Bees may be our favourite insect, but that doesn’t mean we’re going to lift a finger to help the poor buggers out. The winged beauties are having a really rough ride right now, thanks in part to Wi-Fi signals and pesticides, but it turns out that cars -- specifically diesel-glugging ones -- aren’t helping their cause either.
A team of researchers from the universities of Reading and Southampton have discovered that the fumes ejected by diesel engines are making it a lot harder for bees to find food. Nitrous oxide (NOx) is a pollutant that’s long been known to adversely affect a bee’s sense of smell but, until now, we haven’t realised just how powerful its could be.
It turns out that NOx can chemically alter five of the 11 most common single compounds in floral odours. Simply put, this makes it a lot harder for bees to sniff their favourite flowers and food out.

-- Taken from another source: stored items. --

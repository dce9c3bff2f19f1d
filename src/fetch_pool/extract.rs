//! Minimal HTML-to-Markdown-style text extraction.
//!
//! This crate does not carry a full HTML→Markdown converter; instead it
//! walks the subtree rooted at the requested selector (or `<body>`) and
//! emits the handful of Markdown constructs the post-processing stage and
//! the chunker actually rely on: headings, paragraph breaks, links, and
//! images. This is enough to reproduce the spec's "Markdown-style text
//! rendering" without vendoring a general-purpose converter.

use scraper::{ElementRef, Html, Selector};
use url::Url;

/// Internal vs. external links discovered on a page, relative to the page's
/// own origin.
#[derive(Debug, Clone, Default)]
pub struct Links {
    pub internal: Vec<String>,
    pub external: Vec<String>,
}

/// Render the subtree at `selector` (or the whole document if `None` /
/// missing) as Markdown-ish text, and collect every link on the full page.
#[must_use]
pub fn extract(html: &str, page_url: &str, selector: Option<&str>) -> (String, Links) {
    let document = Html::parse_document(html);

    let text = selector
        .and_then(|sel| Selector::parse(sel).ok())
        .and_then(|sel| document.select(&sel).next())
        .map(render_element)
        .unwrap_or_else(|| {
            let body_sel = Selector::parse("body").expect("valid selector");
            document
                .select(&body_sel)
                .next()
                .map(render_element)
                .unwrap_or_default()
        });

    let links = collect_links(&document, page_url);

    (text, links)
}

fn collect_links(document: &Html, page_url: &str) -> Links {
    let mut links = Links::default();
    let Ok(anchor_sel) = Selector::parse("a[href]") else {
        return links;
    };
    let origin = Url::parse(page_url).ok();

    for el in document.select(&anchor_sel) {
        let Some(href) = el.value().attr("href") else {
            continue;
        };
        if href.starts_with('#') || href.is_empty() {
            continue;
        }
        let resolved = origin
            .as_ref()
            .and_then(|base| base.join(href).ok())
            .map(|u| u.to_string())
            .unwrap_or_else(|| href.to_string());

        let is_internal = match (&origin, Url::parse(&resolved)) {
            (Some(base), Ok(target)) => base.host_str() == target.host_str(),
            _ => false,
        };

        if is_internal {
            links.internal.push(resolved);
        } else {
            links.external.push(resolved);
        }
    }

    links
}

fn render_element(el: ElementRef) -> String {
    let mut out = String::new();
    render_node(el, &mut out);
    out
}

fn render_node(el: ElementRef, out: &mut String) {
    for child in el.children() {
        match child.value() {
            scraper::node::Node::Text(text) => {
                out.push_str(text);
            }
            scraper::node::Node::Element(elem) => {
                let Some(child_ref) = ElementRef::wrap(child) else {
                    continue;
                };
                match elem.name() {
                    "img" => {
                        // Images are excluded from output entirely.
                    }
                    "h1" => heading(child_ref, 1, out),
                    "h2" => heading(child_ref, 2, out),
                    "h3" => heading(child_ref, 3, out),
                    "h4" => heading(child_ref, 4, out),
                    "h5" => heading(child_ref, 5, out),
                    "h6" => heading(child_ref, 6, out),
                    "p" | "div" | "section" | "article" | "li" => {
                        render_node(child_ref, out);
                        out.push_str("\n\n");
                    }
                    "br" => out.push('\n'),
                    "a" => {
                        let href = elem.attr("href").unwrap_or("");
                        let mut text = String::new();
                        render_node(child_ref, &mut text);
                        let text = text.trim();
                        if href.is_empty() || text.is_empty() {
                            out.push_str(text);
                        } else {
                            out.push_str(&format!("[{text}]({href})"));
                        }
                    }
                    "script" | "style" | "noscript" => {}
                    _ => render_node(child_ref, out),
                }
            }
            _ => {}
        }
    }
}

fn heading(el: ElementRef, level: u8, out: &mut String) {
    let mut text = String::new();
    render_node(el, &mut text);
    let hashes = "#".repeat(level as usize);
    out.push_str(&format!("\n{hashes} {}\n\n", text.trim()));
}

"This work highlights that pollution from dirty vehicles is not only dangerous to people's health, but could also have an impact on our natural environment and the economy," said lead author Robbie Girling from the University of Reading. "Bees are worth millions to the British economy alone, but we know they have been in decline worldwide. We do not think that air pollution from diesel vehicles is the main reason for this decline, but our latest work suggests that it may have a worse effect on the flower odours needed by bees than we initially thought."